[Poison] Aileen Wuornos: The Selling of a Serial Killer

【Part 2】

映画はその後、Aileen Wuornosのレスビアン友達だったTylia Moor(タイリア・ムーア)に焦点を当てます。映画のChristina Ricci(クリスティーナ・リッチ)のように若くも小さくもない、一見Aileen Wuornosと同年代に見える女性です。彼女は五年も一緒に暮らしていたのに、Aileen Wuornosが逮捕されると自分も罪に問われるのが恐くなり、Aileen Wuornos一人に罪をかぶせようとして検事と取り引きします。電話でAileen Wuornosが罪を犯したことを認める内容を警察官に録音させ、「家族が迷惑してるの。あたしは何もしてないって云って」と誘導し、Aileen Wuornosに「あんたは何もしていない。そう云うから安心して」と云わせています。

実はこのTylia Moorと彼女の弁護士は、Aileen Wuornos逮捕に関わった三人の警官とぐるになって、ハリウッドにこの事件の映画化権を売る交渉をしていたことが分ります。

Nick BroomfieldはTylia Moorを調べていた当時の警官にインタヴューします。彼は「(Tylia Moorについて)知っていることは何も喋るな。喋ると家族が危ないぞ」という脅迫状を受け取り、自宅が荒らされたりしますが、警察も検事もFBIも無視したそうです。

私の想像ですが、検察側はTylia Moorの免責を条件に証人としたかったので、Tylia Moorのあら探しは迷惑だった。ただ、正面切って「捜査から手を引け」とは云えないので、警察内部(多分映画化権を売ろうとした連中)を使って脅迫させたのではないでしょうか。これはハリウッド映画によく出て来る手段です。なお、幻滅したこの警官は辞職し、別の町で私立探偵になったそうです。

Nick Broomfieldは義母Arlene Pralleに$1,250払ったものの、大した話も聞けずに、その後のインタヴューを拒否され、口論になります。

ついにインタヴューに応じたAileen Wuornosは「義母Arlene Pralleも弁護士Steve Glazerも金を欲しがる連中だ。Arlene Pralleは本当に養母となったわけじゃなく、面会に来る方便として縁組みしただけ。残りの裁判を争わないという方針はArlene Pralleの考えで、弁護士Steve Glazerがそれに賛成した。二人の動機は金を得ることだった。二人とも私に自殺を勧めた。その方法までも。母親や弁護士とは思えないじゃない?誰も私の味方じゃないの。反吐が出るわ」と云った。また彼女は「正当防衛は本質なんだけど、連中は(死体の)数が問題なんだと云う。正当防衛でも七人は多いってわけ。男たちの二人は本気であたしを殺そうとしたし、他の五人もそのつもりだったのに…」と云う。

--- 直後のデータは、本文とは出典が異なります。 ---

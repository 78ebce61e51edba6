//! Per-target skip engine.
//!
//! Owns the target's [`SkipPolicy`] and keeps the runtime in sync with it:
//! URL patterns go out through a debounced push, per-script ranges go out
//! as soon as a source is loaded or toggled. Toggles are mirrored to every
//! other session of the same root through the [`SkipSyncBus`].

use super::bus::{SkipSyncBus, SkipSyncListener, SkipToggled, Subscription};
use super::debounce::Debouncer;
use super::policy::SkipPolicy;
use super::ranges::{collect_range_updates, force_authored_state, propagate_explicit_overrides, RangeUpdate};
use crate::target::Target;
use async_trait::async_trait;
use dap_mux_core::config::MuxConfig;
use dap_mux_core::error::{MuxError, Result};
use dap_mux_core::id::{ScriptId, TargetId};
use dap_mux_core::protocol::{Position, ToggleSkipFileOutcome, ToggleSkipFileParams};
use dap_mux_core::source::Source;
use dap_mux_core::traits::{RemoteInspector, SourceGraph};
use futures::future::join_all;
use parking_lot::Mutex;
use std::collections::{HashMap, HashSet};
use std::sync::{Arc, Weak};
use std::time::Duration;
use tokio::task::JoinHandle;
use tracing::{debug, info, warn};

/// Expression evaluated in Node-flavoured targets to list builtin modules.
pub const BUILTIN_MODULES_EXPRESSION: &str = "require('module').builtinModules";

#[derive(Debug)]
struct SkipState {
    policy: SkipPolicy,
    /// Scripts that currently have non-empty ranges in the runtime.
    scripts_with_skipping: HashSet<ScriptId>,
}

impl SkipState {
    /// Turn range updates into per-script pushes.
    ///
    /// Empty ranges are only sent to scripts that previously had some.
    fn plan_pushes(&mut self, graph: &dyn SourceGraph, updates: Vec<RangeUpdate>) -> Vec<(ScriptId, Vec<Position>)> {
        let mut pushes: Vec<(ScriptId, Vec<Position>)> = Vec::new();
        let mut index: HashMap<ScriptId, usize> = HashMap::new();

        for update in updates {
            for script in graph.scripts_of(&update.source) {
                if update.positions.is_empty() {
                    if !self.scripts_with_skipping.remove(&script) {
                        continue;
                    }
                } else {
                    self.scripts_with_skipping.insert(script.clone());
                }

                match index.get(&script) {
                    Some(&i) => pushes[i].1 = update.positions.clone(),
                    None => {
                        index.insert(script.clone(), pushes.len());
                        pushes.push((script, update.positions.clone()));
                    }
                }
            }
        }

        pushes
    }
}

/// Skip engine of one target.
pub struct SkipPropagator {
    target_id: TargetId,
    root_id: TargetId,
    weak_self: Weak<SkipPropagator>,
    state: Mutex<SkipState>,
    inspector: Arc<dyn RemoteInspector>,
    graph: Arc<dyn SourceGraph>,
    bus: Arc<SkipSyncBus>,
    pattern_debounce: Duration,
    debouncer: Mutex<Debouncer>,
    /// Serializes range computation and pushes so they reach the runtime in order.
    range_pushes: tokio::sync::Mutex<()>,
    subscription: Mutex<Option<Subscription>>,
    discovery: Mutex<Option<JoinHandle<()>>>,
}

impl std::fmt::Debug for SkipPropagator {
    fn fmt(&self, f: &mut std::fmt::Formatter<'_>) -> std::fmt::Result {
        f.debug_struct("SkipPropagator")
            .field("target_id", &self.target_id)
            .field("root_id", &self.root_id)
            .finish_non_exhaustive()
    }
}

impl SkipPropagator {
    /// Create the engine for `target` and subscribe it to `bus`.
    ///
    /// Must be called within a Tokio runtime. For Node-flavoured targets
    /// builtin module discovery starts immediately in the background.
    pub fn new(
        target: &Arc<Target>,
        config: &MuxConfig,
        inspector: Arc<dyn RemoteInspector>,
        graph: Arc<dyn SourceGraph>,
        bus: Arc<SkipSyncBus>,
    ) -> Arc<Self> {
        let policy = SkipPolicy::from_skip_files(&config.skip_files, config.path_case.resolve());
        let root_id = target.root().id().clone();

        let this = Arc::new_cyclic(|weak_self| Self {
            target_id: target.id().clone(),
            root_id,
            weak_self: weak_self.clone(),
            state: Mutex::new(SkipState {
                policy,
                scripts_with_skipping: HashSet::new(),
            }),
            inspector,
            graph,
            bus,
            pattern_debounce: config.pattern_debounce(),
            debouncer: Mutex::new(Debouncer::new()),
            range_pushes: tokio::sync::Mutex::new(()),
            subscription: Mutex::new(None),
            discovery: Mutex::new(None),
        });

        let listener: Weak<dyn SkipSyncListener> = Arc::downgrade(&this) as Weak<dyn SkipSyncListener>;
        let subscription = this
            .bus
            .subscribe(this.root_id.clone(), this.target_id.clone(), listener);
        *this.subscription.lock() = Some(subscription);

        if target.kind().is_node_like() {
            this.spawn_builtin_discovery();
        }

        debug!(target_id = %this.target_id, root = %this.root_id, "Skip propagator created");
        this
    }

    pub fn target_id(&self) -> &TargetId {
        &self.target_id
    }

    pub fn root_id(&self) -> &TargetId {
        &self.root_id
    }

    /// Snapshot of the current policy.
    pub fn policy(&self) -> SkipPolicy {
        self.state.lock().policy.clone()
    }

    pub fn is_script_skipped(&self, url: &str) -> bool {
        self.state.lock().policy.is_skipped(url)
    }

    /// Establish the skip state of a freshly loaded source and push its ranges.
    pub async fn initialize_skipping_value_for_source(&self, source: &Source) {
        let _ordered = self.range_pushes.lock().await;

        let pushes = {
            let mut state = self.state.lock();
            propagate_explicit_overrides(&mut state.policy, self.graph.as_ref(), source);
            let updates = collect_range_updates(&state.policy, self.graph.as_ref(), source);
            state.plan_pushes(self.graph.as_ref(), updates)
        };

        self.push_ranges(pushes).await;
        self.schedule_pattern_update();
    }

    /// Flip the skip state of a file and mirror the change to sibling sessions.
    pub async fn toggle_skipping_file(&self, params: &ToggleSkipFileParams) -> ToggleSkipFileOutcome {
        let Some((url, source)) = self.resolve(params) else {
            debug!(target_id = %self.target_id, ?params, "Toggle skip: source not found");
            return ToggleSkipFileOutcome::NotFound;
        };

        let was_skipped = self.is_script_skipped(&url);
        self.apply_skip_state(&url, source.as_ref(), !was_skipped).await;

        // Node internals stay unskipped until builtin discovery succeeds.
        let skipped = self.is_script_skipped(&url);
        if skipped == was_skipped {
            debug!(target_id = %self.target_id, %url, skipped, "Toggle had no effect on this target");
            return ToggleSkipFileOutcome::Toggled { url, skipped };
        }
        info!(target_id = %self.target_id, %url, skipped, "Toggled skipping");

        let event = SkipToggled {
            root_session_id: self.root_id.clone(),
            origin_session_id: self.target_id.clone(),
            url: url.clone(),
            skipped,
        };
        self.bus.publish(&event).await;

        ToggleSkipFileOutcome::Toggled { url, skipped }
    }

    /// Push the current pattern list immediately.
    pub async fn push_patterns(&self) {
        let patterns = self.state.lock().policy.blackbox_patterns();
        debug!(target_id = %self.target_id, count = patterns.len(), "Pushing blackbox patterns");
        if let Err(e) = self.inspector.set_blackbox_patterns(patterns).await {
            warn!(target_id = %self.target_id, error = %e, "Failed to push blackbox patterns");
        }
    }

    fn resolve(&self, params: &ToggleSkipFileParams) -> Option<(String, Option<Source>)> {
        match params {
            ToggleSkipFileParams::Resource { resource } => {
                let source = self.graph.source_by_url(resource);
                let url = source.as_ref().map_or_else(|| resource.clone(), |s| s.url.clone());
                Some((url, source))
            }
            ToggleSkipFileParams::Reference { source_reference } => self
                .graph
                .source_by_reference(*source_reference)
                .map(|source| (source.url.clone(), Some(source))),
        }
    }

    async fn apply_skip_state(&self, url: &str, source: Option<&Source>, skipped: bool) {
        let _ordered = self.range_pushes.lock().await;

        let (pushes, patterns_changed) = {
            let mut state = self.state.lock();
            let graph = self.graph.as_ref();
            let compiled_parents = source.map(|s| graph.compiled_sources_of(s)).unwrap_or_default();

            let mut updates = Vec::new();
            let patterns_changed = if compiled_parents.is_empty() {
                state.policy.set_explicit_skip(url, skipped);
                if let Some(source) = source {
                    force_authored_state(&mut state.policy, graph, source, skipped);
                    updates.extend(collect_range_updates(&state.policy, graph, source));
                }
                true
            } else {
                state.policy.set_override(url, skipped);
                for compiled in &compiled_parents {
                    updates.extend(collect_range_updates(&state.policy, graph, compiled));
                }
                false
            };

            (state.plan_pushes(graph, updates), patterns_changed)
        };

        self.push_ranges(pushes).await;
        if patterns_changed {
            self.schedule_pattern_update();
        }
    }

    async fn push_ranges(&self, pushes: Vec<(ScriptId, Vec<Position>)>) {
        if pushes.is_empty() {
            return;
        }

        let inspector = &self.inspector;
        let results = join_all(pushes.into_iter().map(|(script, positions)| async move {
            let result = inspector.set_blackboxed_ranges(&script, positions).await;
            (script, result)
        }))
        .await;

        for (script, result) in results {
            if let Err(e) = result {
                warn!(target_id = %self.target_id, script = %script, error = %e, "Failed to push blackboxed ranges");
            }
        }
    }

    fn schedule_pattern_update(&self) {
        let weak = self.weak_self.clone();
        self.debouncer.lock().fire_new(self.pattern_debounce, move || async move {
            if let Some(this) = weak.upgrade() {
                this.push_patterns().await;
            }
        });
    }

    fn spawn_builtin_discovery(&self) {
        let weak = self.weak_self.clone();
        let inspector = self.inspector.clone();
        let target_id = self.target_id.clone();

        let handle = tokio::spawn(async move {
            let result = inspector
                .evaluate(BUILTIN_MODULES_EXPRESSION)
                .await
                .and_then(|value| serde_json::from_value::<Vec<String>>(value).map_err(MuxError::from));

            let Some(this) = weak.upgrade() else {
                return;
            };

            match result {
                Ok(names) => {
                    debug!(target_id = %target_id, count = names.len(), "Discovered builtin modules");
                    this.state.lock().policy.set_builtin_modules(names);
                    this.schedule_pattern_update();
                }
                Err(e) => {
                    debug!(target_id = %target_id, error = %e, "Builtin module discovery failed, node internals will not be skipped");
                }
            }
        });

        *self.discovery.lock() = Some(handle);
    }
}

#[async_trait]
impl SkipSyncListener for SkipPropagator {
    async fn on_skip_toggled(&self, event: &SkipToggled) -> Result<()> {
        debug!(
            target_id = %self.target_id,
            origin = %event.origin_session_id,
            url = %event.url,
            skipped = event.skipped,
            "Applying skip toggle from sibling session"
        );
        let source = self.graph.source_by_url(&event.url);
        self.apply_skip_state(&event.url, source.as_ref(), event.skipped).await;
        Ok(())
    }
}

impl Drop for SkipPropagator {
    fn drop(&mut self) {
        if let Some(handle) = self.discovery.lock().take() {
            handle.abort();
        }
    }
}
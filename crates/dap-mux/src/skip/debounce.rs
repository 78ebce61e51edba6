use std::future::Future;
use std::time::Duration;

use tokio::sync::oneshot;
use tokio::task::JoinHandle;

/// Trailing-edge debounce for async work.
///
/// Each `fire_new` cancels the previously scheduled call if its delay has
/// not elapsed yet. A call that already started always runs to completion,
/// and the next one waits for it first. Dropping the debouncer cancels the
/// pending call.
#[derive(Debug, Default)]
pub struct Debouncer {
    task: Option<JoinHandle<()>>,
    cancel_channel: Option<oneshot::Sender<()>>,
}

impl Debouncer {
    pub fn new() -> Self {
        Self::default()
    }

    /// Schedule `func` to run after `delay`. Must be called within a Tokio runtime.
    pub fn fire_new<F, Fut>(&mut self, delay: Duration, func: F)
    where
        F: FnOnce() -> Fut + Send + 'static,
        Fut: Future<Output = ()> + Send + 'static,
    {
        if let Some(channel) = self.cancel_channel.take() {
            _ = channel.send(());
        }

        let (sender, mut receiver) = oneshot::channel::<()>();
        self.cancel_channel = Some(sender);

        let previous_task = self.task.take();
        self.task = Some(tokio::spawn(async move {
            let timer = tokio::time::sleep(delay);
            tokio::pin!(timer);
            if let Some(previous_task) = previous_task {
                _ = previous_task.await;
            }

            tokio::select! {
                biased;
                _ = &mut receiver => return,
                _ = &mut timer => {}
            }

            func().await;
        }));
    }

    /// Whether a call is scheduled or running.
    pub fn is_pending(&self) -> bool {
        self.task.as_ref().is_some_and(|task| !task.is_finished())
    }
}
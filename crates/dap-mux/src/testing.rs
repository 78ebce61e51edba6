//! In-memory collaborators for testing.
//!
//! These stand in for the runtime, the source-map graph, the IDE and the
//! per-target adapter. Each records the calls it receives so tests can
//! inspect them afterwards.
//!
//! # Examples
//!
//! ```rust
//! use dap_mux::testing::MockInspector;
//! use dap_mux_core::traits::RemoteInspector;
//!
//! #[tokio::main]
//! async fn main() {
//!     let inspector = MockInspector::new();
//!     inspector.set_blackbox_patterns(vec!["^foo".to_string()]).await.unwrap();
//!     assert_eq!(inspector.pattern_calls(), vec![vec!["^foo".to_string()]]);
//! }
//! ```

use async_trait::async_trait;
use dap_mux_core::error::{MuxError, Result};
use dap_mux_core::id::{BreakpointId, ConnectionId, ScriptId, SourceReference};
use dap_mux_core::protocol::{
    Breakpoint, InitializeArguments, Position, SetBreakpointsArguments,
    SetExceptionBreakpointsArguments, StartDebuggingArguments,
};
use dap_mux_core::source::{AuthoredSource, Source};
use dap_mux_core::traits::{DebugAdapter, IdeConnection, RemoteInspector, SourceGraph};
use parking_lot::Mutex;
use serde_json::Value;
use std::collections::HashMap;

#[derive(Debug, Default)]
struct InspectorState {
    patterns: Vec<Vec<String>>,
    ranges: Vec<(ScriptId, Vec<Position>)>,
    evaluations: Vec<String>,
    evaluate_result: Option<std::result::Result<Value, String>>,
    fail_pushes: bool,
}

/// Remote inspector that records blackbox calls.
///
/// `evaluate` answers with the configured result, or an error if none is set.
#[derive(Debug, Default)]
pub struct MockInspector {
    state: Mutex<InspectorState>,
}

impl MockInspector {
    pub fn new() -> Self {
        Self::default()
    }

    pub fn set_evaluate_result(&self, result: std::result::Result<Value, String>) {
        self.state.lock().evaluate_result = Some(result);
    }

    /// Make every blackbox push fail after recording it.
    pub fn fail_pushes(&self, fail: bool) {
        self.state.lock().fail_pushes = fail;
    }

    pub fn pattern_calls(&self) -> Vec<Vec<String>> {
        self.state.lock().patterns.clone()
    }

    pub fn range_calls(&self) -> Vec<(ScriptId, Vec<Position>)> {
        self.state.lock().ranges.clone()
    }

    pub fn evaluations(&self) -> Vec<String> {
        self.state.lock().evaluations.clone()
    }
}

#[async_trait]
impl RemoteInspector for MockInspector {
    async fn set_blackbox_patterns(&self, patterns: Vec<String>) -> Result<()> {
        let mut state = self.state.lock();
        state.patterns.push(patterns);
        if state.fail_pushes {
            return Err(MuxError::inspector("no acknowledgment"));
        }
        Ok(())
    }

    async fn set_blackboxed_ranges(&self, script: &ScriptId, positions: Vec<Position>) -> Result<()> {
        let mut state = self.state.lock();
        state.ranges.push((script.clone(), positions));
        if state.fail_pushes {
            return Err(MuxError::inspector("no acknowledgment"));
        }
        Ok(())
    }

    async fn evaluate(&self, expression: &str) -> Result<Value> {
        let mut state = self.state.lock();
        state.evaluations.push(expression.to_string());
        match &state.evaluate_result {
            Some(Ok(value)) => Ok(value.clone()),
            Some(Err(message)) => Err(MuxError::inspector(message.clone())),
            None => Err(MuxError::inspector("evaluation not supported")),
        }
    }
}

#[derive(Debug, Default)]
struct GraphState {
    sources: HashMap<SourceReference, Source>,
    authored: HashMap<SourceReference, Vec<AuthoredSource>>,
    compiled: HashMap<SourceReference, Vec<Source>>,
    scripts: HashMap<SourceReference, Vec<ScriptId>>,
    /// (authored, compiled, authored position) -> compiled position
    mappings: HashMap<(SourceReference, SourceReference, Position), Position>,
}

/// Source graph built up by hand.
#[derive(Debug, Default)]
pub struct MockSourceGraph {
    state: Mutex<GraphState>,
}

impl MockSourceGraph {
    pub fn new() -> Self {
        Self::default()
    }

    pub fn add_source(&self, source: &Source) {
        self.state
            .lock()
            .sources
            .insert(source.source_reference, source.clone());
    }

    /// Register `authored` under `compiled` without any position mapping.
    pub fn add_authored(&self, compiled: &Source, authored: AuthoredSource) {
        let mut state = self.state.lock();
        state.sources.insert(compiled.source_reference, compiled.clone());
        state
            .sources
            .insert(authored.source.source_reference, authored.source.clone());
        state
            .compiled
            .entry(authored.source.source_reference)
            .or_default()
            .push(compiled.clone());
        state
            .authored
            .entry(compiled.source_reference)
            .or_default()
            .push(authored);
    }

    /// Register authored sources of `compiled` in order, each with the
    /// compiled positions its start and end map to.
    pub fn add_bundle(&self, compiled: &Source, authored: Vec<(AuthoredSource, Position, Position)>) {
        for (source, start, end) in authored {
            {
                let mut state = self.state.lock();
                let key = (source.source.source_reference, compiled.source_reference);
                state.mappings.insert((key.0, key.1, source.start()), start);
                state.mappings.insert((key.0, key.1, source.end), end);
            }
            self.add_authored(compiled, source);
        }
    }

    pub fn add_script(&self, source: &Source, script: ScriptId) {
        let mut state = self.state.lock();
        state.sources.insert(source.source_reference, source.clone());
        state
            .scripts
            .entry(source.source_reference)
            .or_default()
            .push(script);
    }
}

impl SourceGraph for MockSourceGraph {
    fn source_by_reference(&self, reference: SourceReference) -> Option<Source> {
        self.state.lock().sources.get(&reference).cloned()
    }

    fn source_by_url(&self, url: &str) -> Option<Source> {
        self.state
            .lock()
            .sources
            .values()
            .find(|source| source.url == url)
            .cloned()
    }

    fn authored_sources_of(&self, compiled: &Source) -> Vec<AuthoredSource> {
        self.state
            .lock()
            .authored
            .get(&compiled.source_reference)
            .cloned()
            .unwrap_or_default()
    }

    fn compiled_sources_of(&self, authored: &Source) -> Vec<Source> {
        self.state
            .lock()
            .compiled
            .get(&authored.source_reference)
            .cloned()
            .unwrap_or_default()
    }

    fn scripts_of(&self, source: &Source) -> Vec<ScriptId> {
        self.state
            .lock()
            .scripts
            .get(&source.source_reference)
            .cloned()
            .unwrap_or_default()
    }

    fn map_to_compiled_location(&self, authored: &Source, compiled: &Source, position: Position) -> Option<Position> {
        self.state
            .lock()
            .mappings
            .get(&(authored.source_reference, compiled.source_reference, position))
            .copied()
    }
}

/// IDE connection that records nested-session requests.
#[derive(Debug)]
pub struct MockIdeConnection {
    id: ConnectionId,
    requests: Mutex<Vec<StartDebuggingArguments>>,
    fail: Mutex<bool>,
}

impl Default for MockIdeConnection {
    fn default() -> Self {
        Self::new()
    }
}

impl MockIdeConnection {
    pub fn new() -> Self {
        Self {
            id: ConnectionId::new(),
            requests: Mutex::new(Vec::new()),
            fail: Mutex::new(false),
        }
    }

    pub fn start_requests(&self) -> Vec<StartDebuggingArguments> {
        self.requests.lock().clone()
    }

    /// Make `start_nested_session` fail.
    pub fn fail_requests(&self, fail: bool) {
        *self.fail.lock() = fail;
    }
}

#[async_trait]
impl IdeConnection for MockIdeConnection {
    fn id(&self) -> ConnectionId {
        self.id
    }

    async fn start_nested_session(&self, args: StartDebuggingArguments) -> Result<()> {
        if *self.fail.lock() {
            return Err(MuxError::connection("connection closed"));
        }
        self.requests.lock().push(args);
        Ok(())
    }
}

/// One call received by a [`RecordingAdapter`].
#[derive(Debug, Clone, PartialEq)]
pub enum AdapterCall {
    SetExceptionBreakpoints(SetExceptionBreakpointsArguments),
    SetBreakpoints(SetBreakpointsArguments, Vec<BreakpointId>),
    EnableCustomBreakpoints(Vec<String>),
    ConfigurationDone,
    Initialize(InitializeArguments),
    LaunchBlocker,
}

/// Debug adapter that records the replayed handshake.
#[derive(Debug, Default)]
pub struct RecordingAdapter {
    calls: Mutex<Vec<AdapterCall>>,
}

impl RecordingAdapter {
    pub fn new() -> Self {
        Self::default()
    }

    pub fn calls(&self) -> Vec<AdapterCall> {
        self.calls.lock().clone()
    }

    fn record(&self, call: AdapterCall) {
        self.calls.lock().push(call);
    }
}

#[async_trait]
impl DebugAdapter for RecordingAdapter {
    async fn set_exception_breakpoints(&self, args: SetExceptionBreakpointsArguments) -> Result<()> {
        self.record(AdapterCall::SetExceptionBreakpoints(args));
        Ok(())
    }

    async fn set_breakpoints(&self, args: SetBreakpointsArguments, ids: Vec<BreakpointId>) -> Result<Vec<Breakpoint>> {
        let breakpoints = args
            .breakpoints
            .iter()
            .zip(&ids)
            .map(|(bp, id)| Breakpoint {
                id: Some(*id),
                verified: true,
                line: Some(bp.line),
                ..Default::default()
            })
            .collect();
        self.record(AdapterCall::SetBreakpoints(args, ids));
        Ok(breakpoints)
    }

    async fn enable_custom_breakpoints(&self, ids: Vec<String>) -> Result<()> {
        self.record(AdapterCall::EnableCustomBreakpoints(ids));
        Ok(())
    }

    async fn configuration_done(&self) -> Result<()> {
        self.record(AdapterCall::ConfigurationDone);
        Ok(())
    }

    async fn initialize(&self, args: InitializeArguments) -> Result<()> {
        self.record(AdapterCall::Initialize(args));
        Ok(())
    }

    async fn launch_blocker(&self) -> Result<()> {
        self.record(AdapterCall::LaunchBlocker);
        Ok(())
    }
}
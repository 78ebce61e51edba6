//! Loaded-source descriptors exchanged with the source graph.

use crate::id::SourceReference;
use crate::protocol::Position;
use serde::{Deserialize, Serialize};

/// A source known to the adapter: either a runtime (compiled) script or an
/// authored file referenced by a source map.
#[derive(Debug, Clone, PartialEq, Eq, Hash, Serialize, Deserialize)]
#[serde(rename_all = "camelCase")]
pub struct Source {
    pub source_reference: SourceReference,
    pub url: String,
}

impl Source {
    pub fn new(source_reference: SourceReference, url: impl Into<String>) -> Self {
        Self {
            source_reference,
            url: url.into(),
        }
    }
}

/// An authored source as listed by a compiled source's source map.
#[derive(Debug, Clone, PartialEq, Eq, Serialize, Deserialize)]
#[serde(rename_all = "camelCase")]
pub struct AuthoredSource {
    pub source: Source,
    /// Last position of the authored file, used to close a range.
    pub end: Position,
}

impl AuthoredSource {
    pub fn new(source: Source, end: Position) -> Self {
        Self { source, end }
    }

    pub fn url(&self) -> &str {
        &self.source.url
    }

    /// First position of the authored file.
    pub fn start(&self) -> Position {
        Position::default()
    }
}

Nick Broomfieldは映画化権についてハリウッドと交渉したTylia Moorの弁護士や三人の警官を取材しようとするが、全部断られた。数年後、シェリフはこの件でハリウッドと関わり合った三人の警官を馘にした。

…と、この映画は以上のような物語になっています。しかし、私にはNick Broomfieldが何を求めてドキュメンタリーを作ろうとしたのかよく解りません。ある批評で「Nick Broomfieldのやり方はテーマを掘り下げるというより、犬も歩けば棒に当たる式である」と書かれていましたが、全くその通りに見えます。

普通ならAileen Wuornosが15歳で売春を始めるまでに何があったのか、父や母をどう思っていたのか、フロリダへ来るまでにどうしていたのか、Aileen Wuornosは男性嫌いなのか、セックス嫌いなのか、生命についてどう思っているのか等々、知りたいことは山ほどあるのに、Nick Broomfieldは何も調べないし、語りもしません。構成も行き当たりばったり、あっちへ行き、こっちへ行きします。

多分、Nick Broomfieldの頭には"Selling the serial killer"(連続殺人犯の売り込み)というタイトルは、取材途中まで浮かばなかったでしょう。最後になって、Aileen Wuornosが「(義母と弁護士の)二人の動機は金を得ることだった」という言葉で閃いたのではないでしょうか。